|Why is making Eclipse dark so difficult ? [message #1767755]
||Mon, 10 July 2017 16:31
| Nelson Teixeira
Registered: December 2011
And for many years I would like to use a dark theme. Each new version I see people saying things like "dark theme support", "dark theme improved" and stuff like that.
So here's Oxygen. guess what feature I tested first? Dark theme. And as always the result was the same: terrible. Absolutely horrible and full of bugs.
I can list just from a quick look:
-fields and lists with horrible white borders (just check git support, JESUS!)
-icons that clearly were used from white theme with white interiors instead of being redesigned
-all the buttons from interface suddenly appear as white when a dialog opens
-the code context menu flashing in every item when we press down or up arrows
-side menus that sometimes appear white
-flashing columns in the scroll bars
-tabs with white borders
-and many many more
I mean... there's only one word for this: terrible. Seriouly if I would rate it 0 to 10 I'd give it 1.

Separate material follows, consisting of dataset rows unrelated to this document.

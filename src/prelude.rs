//! Commonly used types and utilities for ease of import.

pub use crate::core::{
    ship_by_name, FireError, Game, GameView, Orientation, Phase, PlacementError, ShotOutcome,
    ShotReport, Side, StartError, FLEET,
};
pub use crate::player::{Player, RandomOpponent};

#[cfg(feature = "std")]
pub use crate::player::CliFrontend;
#[cfg(feature = "std")]
pub use crate::session::{Command, Frontend, Session, SessionConfig};
use broadside::{init_logging, CliFrontend, Session, SessionConfig};
use clap::Parser;
use log::LevelFilter;
use tokio::time::Duration;

/// Battleship against a computer opponent that fires at random.
#[derive(Parser)]
#[command(author, version, about, long_about = None)]
struct Cli {
    #[arg(long, help = "Fix RNG seed for reproducible games (e.g., --seed 12345)")]
    seed: Option<u64>,
    #[arg(long, default_value_t = 3000, help = "Delay before each opponent step, in milliseconds")]
    delay_ms: u64,
}

#[tokio::main(flavor = "current_thread")]
async fn main() -> anyhow::Result<()> {
    init_logging(LevelFilter::Warn);
    let cli = Cli::parse();

    if let Some(s) = cli.seed {
        println!("Using fixed seed: {} (game will be reproducible)", s);
    }
    let config = SessionConfig {
        seed: cli.seed,
        delay: Duration::from_millis(cli.delay_ms),
    };
    let mut session = Session::from_config(config)?;
    let mut frontend = CliFrontend::stdin();

    println!("Place your ships, then type 'start'. Type 'help' for commands.");
    session.run(&mut frontend).await?;
    Ok(())
}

And Darkest Dark theme doesn't do much better. It's horrible also with lots of bugs. Both are absolutely unusable.
If this is so hard why it's still being developed ? my feeling is that it's much better abandon a dark theme than show this level of results to the public.
Why is this a so hard task to a world class team as Eclipse developers ? Can anyone elaborate on this ? Is there anyway to help ? Where can we find a team or documentation on why this is so hard ?
I included some screenshots where I circled the several errors I saw.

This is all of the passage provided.